En la televisión presentaron la desaparición de tres personas del pequeño pueblo en que vivía Samuel.
Daniel, la profesora y Tomas.
A todos tres los había asesinado.
Nadie sabía de la muerte de la hija del ricachón, ya que la creían en la gran ciudad y nadie podía comunicarse con ella. La prostituta no era nadie importante, incluso, nadie se dio cuenta de su desaparición en el pueblo.
Un gemido a sus espaldas lo despertó de su ensoñación. Sabía que el final estaba cerca, pero antes de eso necesitaba saldar unas cuentas pendientes.
El amor de su vida: Ana.
Estaba amordazada y le recordaba exactamente a Tomas hace dos días, con el mismo miedo en la mirada. Pero al contrario de ella, era la decepción del amor lo que lo corroía por dentro. Aseguraba en su interior que este era un completo asco e iba a cortar ese lazo en ella.
Sin dudar, cogió el martillo que estaba en la tierra y no se contuvo a la hora de enterrarlo con fuerza en el pie de la morena. El grito fue cargado de dolor, pero no se escuchó debido al trapo que taponaba su boca.
Un martillazo. Un fuerte crack de huesos rompiéndose. Y un grito ahogado, desesperado. Eso era Samuel, un alma que se movía últimamente solo para matar. Ya no se sentía dueño de sí mismo. Era como estar amordazado y lo único que podía hacer era gritar en su interior. Esta era la segunda muerte que no estaba planeada por el monstruo y sabía que lo iba a hacer pagar por su desobediencia.
Treinta y siete martillazos por casi todo el cuerpo de Ana y la chica ya estaba muerta. Moretones en su piel y sangre manchando su cara, pero aun así la reconocía. El odio se encendió como una llama hambrienta de daño y destrucción.
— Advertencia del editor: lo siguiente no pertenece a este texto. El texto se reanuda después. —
//! Unified API error type.
//!
//! Every handler returns `Result<T, ApiError>`, which implements
//! [`axum::response::IntoResponse`] so errors are automatically converted
//! to a JSON-body HTTP response with an appropriate status code.
//!
//! Internal errors (storage, task join) are logged with full detail but
//! only a generic message is returned to the caller, so SQL or file paths
//! never leak to clients.

use axum::Json;
use axum::http::StatusCode;
use axum::response::{IntoResponse, Response};
use serde_json::json;
use thiserror::Error;
use tracing::error;

/// All errors that can occur in the request lifecycle.
#[derive(Debug, Error)]
pub enum ApiError {
    /// A required field is missing or a value is malformed.
    #[error("validation error: {0}")]
    Validation(String),

    /// Login failed or no matching account exists.
    #[error("invalid credentials")]
    Unauthorized,

    /// The caller referenced a resource that does not exist.
    #[error("not found: {0}")]
    NotFound(String),

    /// The resource already exists (duplicate friendship).
    #[error("already exists: {0}")]
    AlreadyExists(String),

    /// Propagated from the SQLite store or a blocking-task join.
    #[error("storage error: {0}")]
    Storage(#[from] anyhow::Error),
}

impl IntoResponse for ApiError {
    fn into_response(self) -> Response {
        let (status, client_message) = match &self {
            // Client-facing errors: expose the message directly.
            ApiError::Validation(m) => (StatusCode::BAD_REQUEST, m.clone()),
            ApiError::Unauthorized => (StatusCode::UNAUTHORIZED, "Invalid credentials".to_owned()),
            ApiError::NotFound(m) => (StatusCode::NOT_FOUND, m.clone()),
            ApiError::AlreadyExists(m) => (StatusCode::BAD_REQUEST, m.clone()),

            // Internal errors: log the full detail, return a generic message.
            ApiError::Storage(e) => {
                error!(error = ?e, "storage error");
                (
                    StatusCode::INTERNAL_SERVER_ERROR,
                    "internal server error".to_owned(),
                )
            }
        };
        (status, Json(json!({ "error": client_message }))).into_response()
    }
}

impl ApiError {
    /// Missing required request field.
    pub fn missing_field(name: &str) -> Self {
        ApiError::Validation(format!("missing field `{}`", name))
    }
}
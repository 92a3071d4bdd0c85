use std::collections::HashSet;

use chrono::{DateTime, Utc};

use mingle_types::api::MessageRecord;

use crate::timefmt;

/// Lifecycle of the local conversation view. `Live` is entered once the
/// broadcast subscription is attached and is never left while mounted.
#[derive(Debug, Clone, Copy, PartialEq, Eq)]
pub enum TranscriptState {
    Empty,
    Loaded,
    Live,
}

/// Which side of the conversation a message belongs to, for styling.
#[derive(Debug, Clone, Copy, PartialEq, Eq)]
pub enum Direction {
    Sent,
    Received,
}

/// One rendered transcript entry.
#[derive(Debug)]
pub struct TranscriptLine<'a> {
    pub message: &'a MessageRecord,
    pub direction: Direction,
    pub label: Option<String>,
}

/// The ordered, client-held view of one conversation.
///
/// Messages are kept in arrival order: the bulk fetch supplies storage
/// insertion order, and live pushes append at the end. Duplicate delivery
/// (a live push racing a re-fetch) is absorbed by the seen-id set.
pub struct Transcript {
    self_id: i64,
    peer_id: i64,
    state: TranscriptState,
    messages: Vec<MessageRecord>,
    seen: HashSet<i64>,
}

impl Transcript {
    pub fn new(self_id: i64, peer_id: i64) -> Self {
        Self {
            self_id,
            peer_id,
            state: TranscriptState::Empty,
            messages: Vec::new(),
            seen: HashSet::new(),
        }
    }

    pub fn state(&self) -> TranscriptState {
        self.state
    }

    pub fn self_id(&self) -> i64 {
        self.self_id
    }

    pub fn peer_id(&self) -> i64 {
        self.peer_id
    }

    /// Replace the whole view with a fresh conversation fetch. Live stays
    /// live; the post-send re-fetch goes through here too.
    pub fn load(&mut self, messages: Vec<MessageRecord>) {
        self.seen = messages.iter().map(|m| m.message_id).collect();
        self.messages = messages;
        if self.state == TranscriptState::Empty {
            self.state = TranscriptState::Loaded;
        }
    }

    /// Mark the live subscription as attached.
    pub fn attach_live(&mut self) {
        self.state = TranscriptState::Live;
    }

    /// Append a live-pushed message. Returns false when the id was already
    /// present and the push was dropped.
    pub fn push(&mut self, message: MessageRecord) -> bool {
        if !self.seen.insert(message.message_id) {
            return false;
        }
        self.messages.push(message);
        true
    }

    pub fn messages(&self) -> &[MessageRecord] {
        &self.messages
    }

    pub fn len(&self) -> usize {
        self.messages.len()
    }

    pub fn is_empty(&self) -> bool {
        self.messages.is_empty()
    }

    /// Index the view scrolls to after a send or a live push.
    pub fn newest_index(&self) -> Option<usize> {
        self.messages.len().checked_sub(1)
    }

    /// The full render: every message with its direction and its collapsed
    /// timestamp label.
    pub fn lines(&self, now: DateTime<Utc>) -> Vec<TranscriptLine<'_>> {
        let labels = timefmt::transcript_labels(&self.messages, now);
        self.messages
            .iter()
            .zip(labels)
            .map(|(message, label)| TranscriptLine {
                direction: if message.sender_id == self.self_id {
                    Direction::Sent
                } else {
                    Direction::Received
                },
                message,
                label,
            })
            .collect()
    }
}

#[cfg(test)]
mod tests {
    use super::*;
    use chrono::TimeZone;

    fn record(id: i64, sender_id: i64, content: &str) -> MessageRecord {
        MessageRecord {
            message_id: id,
            sender_id,
            recipient_id: if sender_id == 1 { 2 } else { 1 },
            message_content: content.into(),
            timestamp: "2026-08-06T10:00:00Z".into(),
        }
    }

    #[test]
    fn starts_empty_then_loads_then_goes_live() {
        let mut transcript = Transcript::new(1, 2);
        assert_eq!(transcript.state(), TranscriptState::Empty);

        transcript.load(vec![record(1, 1, "hi")]);
        assert_eq!(transcript.state(), TranscriptState::Loaded);

        transcript.attach_live();
        assert_eq!(transcript.state(), TranscriptState::Live);

        // A re-fetch while live does not regress the state
        transcript.load(vec![record(1, 1, "hi")]);
        assert_eq!(transcript.state(), TranscriptState::Live);
    }

    #[test]
    fn duplicate_push_is_absorbed() {
        let mut transcript = Transcript::new(1, 2);
        transcript.load(vec![record(1, 1, "hello")]);

        // The same record arrives over the live channel after the fetch
        assert!(!transcript.push(record(1, 1, "hello")));
        assert_eq!(transcript.len(), 1);

        assert!(transcript.push(record(2, 2, "hey")));
        assert_eq!(transcript.len(), 2);
    }

    #[test]
    fn live_pushes_append_in_arrival_order() {
        let mut transcript = Transcript::new(1, 2);
        transcript.load(vec![record(1, 1, "first")]);
        transcript.push(record(3, 2, "third"));
        transcript.push(record(2, 1, "second, late"));

        let ids: Vec<i64> = transcript.messages().iter().map(|m| m.message_id).collect();
        assert_eq!(ids, vec![1, 3, 2]);
        assert_eq!(transcript.newest_index(), Some(2));
    }

    #[test]
    fn lines_carry_direction_for_styling() {
        let mut transcript = Transcript::new(1, 2);
        transcript.load(vec![record(1, 1, "mine"), record(2, 2, "theirs")]);

        let now = Utc.with_ymd_and_hms(2026, 8, 6, 15, 0, 0).unwrap();
        let lines = transcript.lines(now);
        assert_eq!(lines[0].direction, Direction::Sent);
        assert_eq!(lines[1].direction, Direction::Received);
        assert!(lines[0].label.is_some());
        assert_eq!(lines[1].label, None); // same minute collapses
    }
}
Le dio tres martillazos a su cara. El crack de sus huesos era delicioso para sus oídos y le agradaba ver su cara descompuesta, hinchada y asquerosa.
Los minutos estaban contados.
El final estaba cerca.
Alguien había observado el crimen y el monstruo de su cabeza se reía complacido.
Su padre estaba a unos escasos metros de él. Con los ojos de un ratón asustado y temblando como una delgada hoja de papel.
Comprendió entonces que había llegado su castigo.
Parpadeó en medio de la escena y se dio cuenta que los cuerpos estaban desenterrados. Todos y cada uno de ellos; Dan, el ricachón, la hija del ricachón, la prostituta, la profesora, Tom y Ana; su última adquisición.
Sus manos estaban sucias de tierra y sangre, lo que le decía que él lo había hecho, pero no se acordaba. El maldito monstruo lo había controlado y lo había dejado entre la vida o la muerte.
Se trataba de vivir o morir.
Y en este caso, el hedor de la muerte estaba impregnado en el aire y solo era cuestión de minutos para saber el desenlace.